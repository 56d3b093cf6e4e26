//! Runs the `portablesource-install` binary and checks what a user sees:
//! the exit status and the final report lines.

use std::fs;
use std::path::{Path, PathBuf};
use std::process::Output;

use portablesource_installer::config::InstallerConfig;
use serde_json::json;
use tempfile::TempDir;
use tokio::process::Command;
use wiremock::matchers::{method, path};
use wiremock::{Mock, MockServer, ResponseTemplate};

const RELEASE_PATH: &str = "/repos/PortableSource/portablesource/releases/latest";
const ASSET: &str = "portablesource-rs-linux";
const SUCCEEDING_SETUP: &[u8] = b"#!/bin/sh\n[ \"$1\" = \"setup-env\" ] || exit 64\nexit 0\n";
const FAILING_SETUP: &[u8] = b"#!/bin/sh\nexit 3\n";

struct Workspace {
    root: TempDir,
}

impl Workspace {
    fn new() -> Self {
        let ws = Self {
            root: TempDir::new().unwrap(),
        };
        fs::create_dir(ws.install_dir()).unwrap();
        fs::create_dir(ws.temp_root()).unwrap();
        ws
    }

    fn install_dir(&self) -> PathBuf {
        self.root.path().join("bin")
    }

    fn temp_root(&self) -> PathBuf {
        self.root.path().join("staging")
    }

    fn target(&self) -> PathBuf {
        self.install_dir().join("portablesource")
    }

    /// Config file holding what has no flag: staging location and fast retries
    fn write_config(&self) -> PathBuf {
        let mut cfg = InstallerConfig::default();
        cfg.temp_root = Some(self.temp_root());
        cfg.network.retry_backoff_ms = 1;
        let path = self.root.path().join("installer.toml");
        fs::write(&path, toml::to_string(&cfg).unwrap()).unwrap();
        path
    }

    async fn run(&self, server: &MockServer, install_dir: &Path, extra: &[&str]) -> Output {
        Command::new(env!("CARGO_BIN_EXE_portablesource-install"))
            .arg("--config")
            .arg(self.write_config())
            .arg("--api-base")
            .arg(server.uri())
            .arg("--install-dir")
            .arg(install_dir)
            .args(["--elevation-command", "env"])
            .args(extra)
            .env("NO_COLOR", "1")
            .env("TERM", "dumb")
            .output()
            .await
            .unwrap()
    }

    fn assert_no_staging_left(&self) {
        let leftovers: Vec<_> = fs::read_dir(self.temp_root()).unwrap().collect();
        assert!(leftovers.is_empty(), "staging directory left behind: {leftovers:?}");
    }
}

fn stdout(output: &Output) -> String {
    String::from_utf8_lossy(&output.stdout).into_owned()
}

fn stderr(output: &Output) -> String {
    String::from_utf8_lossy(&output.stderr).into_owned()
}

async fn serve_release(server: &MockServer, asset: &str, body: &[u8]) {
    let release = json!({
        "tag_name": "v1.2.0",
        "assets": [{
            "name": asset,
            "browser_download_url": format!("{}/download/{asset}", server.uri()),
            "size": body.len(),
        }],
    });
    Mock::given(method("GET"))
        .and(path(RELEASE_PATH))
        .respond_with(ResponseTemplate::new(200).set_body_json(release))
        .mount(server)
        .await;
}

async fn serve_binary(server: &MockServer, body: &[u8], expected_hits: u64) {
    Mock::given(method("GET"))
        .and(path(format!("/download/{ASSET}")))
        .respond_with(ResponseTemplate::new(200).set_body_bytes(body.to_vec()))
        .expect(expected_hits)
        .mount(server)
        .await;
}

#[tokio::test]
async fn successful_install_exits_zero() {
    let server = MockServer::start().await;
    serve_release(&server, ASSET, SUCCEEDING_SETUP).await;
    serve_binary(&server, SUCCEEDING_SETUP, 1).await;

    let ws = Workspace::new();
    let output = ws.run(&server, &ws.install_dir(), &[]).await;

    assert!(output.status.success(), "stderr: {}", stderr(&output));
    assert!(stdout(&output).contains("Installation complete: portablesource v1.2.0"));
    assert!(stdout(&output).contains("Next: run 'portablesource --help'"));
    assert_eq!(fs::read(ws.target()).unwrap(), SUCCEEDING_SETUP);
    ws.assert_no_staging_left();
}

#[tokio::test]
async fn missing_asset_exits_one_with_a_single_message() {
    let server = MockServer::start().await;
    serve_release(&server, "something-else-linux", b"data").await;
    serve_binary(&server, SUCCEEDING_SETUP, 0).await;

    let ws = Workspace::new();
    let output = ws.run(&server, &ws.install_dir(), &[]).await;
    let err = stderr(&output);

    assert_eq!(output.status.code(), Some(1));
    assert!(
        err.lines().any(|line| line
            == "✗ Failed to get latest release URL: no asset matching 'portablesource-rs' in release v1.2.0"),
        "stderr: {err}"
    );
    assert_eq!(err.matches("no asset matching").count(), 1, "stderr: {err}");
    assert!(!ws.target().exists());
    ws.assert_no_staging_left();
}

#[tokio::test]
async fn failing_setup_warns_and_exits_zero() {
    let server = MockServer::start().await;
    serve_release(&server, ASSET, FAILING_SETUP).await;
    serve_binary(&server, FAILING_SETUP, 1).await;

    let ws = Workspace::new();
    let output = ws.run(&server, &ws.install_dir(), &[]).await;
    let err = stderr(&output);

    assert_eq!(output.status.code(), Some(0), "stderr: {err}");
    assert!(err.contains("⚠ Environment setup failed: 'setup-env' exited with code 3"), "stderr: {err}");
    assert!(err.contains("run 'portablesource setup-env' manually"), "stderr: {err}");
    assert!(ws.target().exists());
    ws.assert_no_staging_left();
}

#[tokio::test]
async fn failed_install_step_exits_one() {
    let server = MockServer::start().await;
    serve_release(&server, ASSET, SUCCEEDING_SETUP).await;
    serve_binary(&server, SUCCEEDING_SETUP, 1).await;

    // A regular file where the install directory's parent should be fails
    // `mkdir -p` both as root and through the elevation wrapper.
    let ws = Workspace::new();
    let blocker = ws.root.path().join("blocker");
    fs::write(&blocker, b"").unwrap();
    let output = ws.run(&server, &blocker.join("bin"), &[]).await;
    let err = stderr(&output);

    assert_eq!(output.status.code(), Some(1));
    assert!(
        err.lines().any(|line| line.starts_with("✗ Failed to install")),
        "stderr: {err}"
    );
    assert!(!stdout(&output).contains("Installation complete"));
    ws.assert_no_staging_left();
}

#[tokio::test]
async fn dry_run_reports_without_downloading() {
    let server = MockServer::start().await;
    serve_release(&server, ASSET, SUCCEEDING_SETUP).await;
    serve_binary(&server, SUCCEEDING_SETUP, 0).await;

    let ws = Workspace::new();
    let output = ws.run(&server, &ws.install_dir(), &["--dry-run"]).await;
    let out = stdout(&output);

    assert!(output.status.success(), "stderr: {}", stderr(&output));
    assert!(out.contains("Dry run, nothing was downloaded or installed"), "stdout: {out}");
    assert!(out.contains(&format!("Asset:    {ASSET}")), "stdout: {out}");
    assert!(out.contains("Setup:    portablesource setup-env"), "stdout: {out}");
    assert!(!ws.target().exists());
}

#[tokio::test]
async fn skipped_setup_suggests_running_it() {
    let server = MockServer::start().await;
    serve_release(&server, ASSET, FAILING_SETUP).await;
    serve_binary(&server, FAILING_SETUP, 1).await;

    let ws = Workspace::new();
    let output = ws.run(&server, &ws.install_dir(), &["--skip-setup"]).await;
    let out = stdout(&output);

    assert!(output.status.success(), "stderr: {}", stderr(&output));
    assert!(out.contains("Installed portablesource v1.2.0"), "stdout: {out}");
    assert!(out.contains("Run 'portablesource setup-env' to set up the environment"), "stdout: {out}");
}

.....

** ACTIVITY **
All the lines above are to be copied exactly, with none left out.

** WRITTEN SOLUTION **
repository 56d3b093cf6e4e26
//! Runs the `portablesource-install` binary and checks what a user sees:
//! the exit status and the final report lines.

use std::fs;
use std::path::{Path, PathBuf};
use std::process::Output;

use portablesource_installer::config::InstallerConfig;
use serde_json::json;
use tempfile::TempDir;
use tokio::process::Command;
use wiremock::matchers::{method, path};
use wiremock::{Mock, MockServer, ResponseTemplate};

const RELEASE_PATH: &str = "/repos/PortableSource/portablesource/releases/latest";
const ASSET: &str = "portablesource-rs-linux";
const SUCCEEDING_SETUP: &[u8] = b"#!/bin/sh\n[ \"$1\" = \"setup-env\" ] || exit 64\nexit 0\n";
const FAILING_SETUP: &[u8] = b"#!/bin/sh\nexit 3\n";

struct Workspace {
    root: TempDir,
}

impl Workspace {
    fn new() -> Self {
        let ws = Self {
            root: TempDir::new().unwrap(),
        };
        fs::create_dir(ws.install_dir()).unwrap();
        fs::create_dir(ws.temp_root()).unwrap();
        ws
    }

    fn install_dir(&self) -> PathBuf {
        self.root.path().join("bin")
    }

    fn temp_root(&self) -> PathBuf {
        self.root.path().join("staging")
    }

    fn target(&self) -> PathBuf {
        self.install_dir().join("portablesource")
    }

    /// Config file holding what has no flag: staging location and fast retries
    fn write_config(&self) -> PathBuf {
        let mut cfg = InstallerConfig::default();
        cfg.temp_root = Some(self.temp_root());
        cfg.network.retry_backoff_ms = 1;
        let path = self.root.path().join("installer.toml");
        fs::write(&path, toml::to_string(&cfg).unwrap()).unwrap();
        path
    }

    async fn run(&self, server: &MockServer, install_dir: &Path, extra: &[&str]) -> Output {
        Command::new(env!("CARGO_BIN_EXE_portablesource-install"))
            .arg("--config")
            .arg(self.write_config())
            .arg("--api-base")
            .arg(server.uri())
            .arg("--install-dir")
            .arg(install_dir)
            .args(["--elevation-command", "env"])
            .args(extra)
            .env("NO_COLOR", "1")
            .env("TERM", "dumb")
            .output()
            .await
            .unwrap()
    }

    fn assert_no_staging_left(&self) {
        let leftovers: Vec<_> = fs::read_dir(self.temp_root()).unwrap().collect();
        assert!(leftovers.is_empty(), "staging directory left behind: {leftovers:?}");
    }
}

fn stdout(output: &Output) -> String {
    String::from_utf8_lossy(&output.stdout).into_owned()
}

fn stderr(output: &Output) -> String {
    String::from_utf8_lossy(&output.stderr).into_owned()
}

async fn serve_release(server: &MockServer, asset: &str, body: &[u8]) {
    let release = json!({
        "tag_name": "v1.2.0",
        "assets": [{
            "name": asset,
            "browser_download_url": format!("{}/download/{asset}", server.uri()),
            "size": body.len(),
        }],
    });
    Mock::given(method("GET"))
        .and(path(RELEASE_PATH))
        .respond_with(ResponseTemplate::new(200).set_body_json(release))
        .mount(server)
        .await;
}

async fn serve_binary(server: &MockServer, body: &[u8], expected_hits: u64) {
    Mock::given(method("GET"))
        .and(path(format!("/download/{ASSET}")))
        .respond_with(ResponseTemplate::new(200).set_body_bytes(body.to_vec()))
        .expect(expected_hits)
        .mount(server)
        .await;
}

#[tokio::test]
async fn successful_install_exits_zero() {
    let server = MockServer::start().await;
    serve_release(&server, ASSET, SUCCEEDING_SETUP).await;
    serve_binary(&server, SUCCEEDING_SETUP, 1).await;

    let ws = Workspace::new();
    let output = ws.run(&server, &ws.install_dir(), &[]).await;

    assert!(output.status.success(), "stderr: {}", stderr(&output));
    assert!(stdout(&output).contains("Installation complete: portablesource v1.2.0"));
    assert!(stdout(&output).contains("Next: run 'portablesource --help'"));
    assert_eq!(fs::read(ws.target()).unwrap(), SUCCEEDING_SETUP);
    ws.assert_no_staging_left();
}

#[tokio::test]
async fn missing_asset_exits_one_with_a_single_message() {
    let server = MockServer::start().await;
    serve_release(&server, "something-else-linux", b"data").await;
    serve_binary(&server, SUCCEEDING_SETUP, 0).await;

    let ws = Workspace::new();
    let output = ws.run(&server, &ws.install_dir(), &[]).await;
    let err = stderr(&output);

    assert_eq!(output.status.code(), Some(1));
    assert!(
        err.lines().any(|line| line
            == "✗ Failed to get latest release URL: no asset matching 'portablesource-rs' in release v1.2.0"),
        "stderr: {err}"
    );
    assert_eq!(err.matches("no asset matching").count(), 1, "stderr: {err}");
    assert!(!ws.target().exists());
    ws.assert_no_staging_left();
}

#[tokio::test]
async fn failing_setup_warns_and_exits_zero() {
    let server = MockServer::start().await;
    serve_release(&server, ASSET, FAILING_SETUP).await;
    serve_binary(&server, FAILING_SETUP, 1).await;

    let ws = Workspace::new();
    let output = ws.run(&server, &ws.install_dir(), &[]).await;
    let err = stderr(&output);

    assert_eq!(output.status.code(), Some(0), "stderr: {err}");
    assert!(err.contains("⚠ Environment setup failed: 'setup-env' exited with code 3"), "stderr: {err}");
    assert!(err.contains("run 'portablesource setup-env' manually"), "stderr: {err}");
    assert!(ws.target().exists());
    ws.assert_no_staging_left();
}

#[tokio::test]
async fn failed_install_step_exits_one() {
    let server = MockServer::start().await;
    serve_release(&server, ASSET, SUCCEEDING_SETUP).await;
    serve_binary(&server, SUCCEEDING_SETUP, 1).await;

    // A regular file where the install directory's parent should be fails
    // `mkdir -p` both as root and through the elevation wrapper.
    let ws = Workspace::new();
    let blocker = ws.root.path().join("blocker");
    fs::write(&blocker, b"").unwrap();
    let output = ws.run(&server, &blocker.join("bin"), &[]).await;
    let err = stderr(&output);

    assert_eq!(output.status.code(), Some(1));
    assert!(
        err.lines().any(|line| line.starts_with("✗ Failed to install")),
        "stderr: {err}"
    );
    assert!(!stdout(&output).contains("Installation complete"));
    ws.assert_no_staging_left();
}

#[tokio::test]
async fn dry_run_reports_without_downloading() {
    let server = MockServer::start().await;
    serve_release(&server, ASSET, SUCCEEDING_SETUP).await;
    serve_binary(&server, SUCCEEDING_SETUP, 0).await;

    let ws = Workspace::new();
    let output = ws.run(&server, &ws.install_dir(), &["--dry-run"]).await;
    let out = stdout(&output);

    assert!(output.status.success(), "stderr: {}", stderr(&output));
    assert!(out.contains("Dry run, nothing was downloaded or installed"), "stdout: {out}");
    assert!(out.contains(&format!("Asset:    {ASSET}")), "stdout: {out}");
    assert!(out.contains("Setup:    portablesource setup-env"), "stdout: {out}");
    assert!(!ws.target().exists());
}

#[tokio::test]
async fn skipped_setup_suggests_running_it() {
    let server = MockServer::start().await;
    serve_release(&server, ASSET, FAILING_SETUP).await;
    serve_binary(&server, FAILING_SETUP, 1).await;

    let ws = Workspace::new();
    let output = ws.run(&server, &ws.install_dir(), &["--skip-setup"]).await;
    let out = stdout(&output);

    assert!(output.status.success(), "stderr: {}", stderr(&output));
    assert!(out.contains("Installed portablesource v1.2.0"), "stdout: {out}");
    assert!(out.contains("Run 'portablesource setup-env' to set up the environment"), "stdout: {out}");
}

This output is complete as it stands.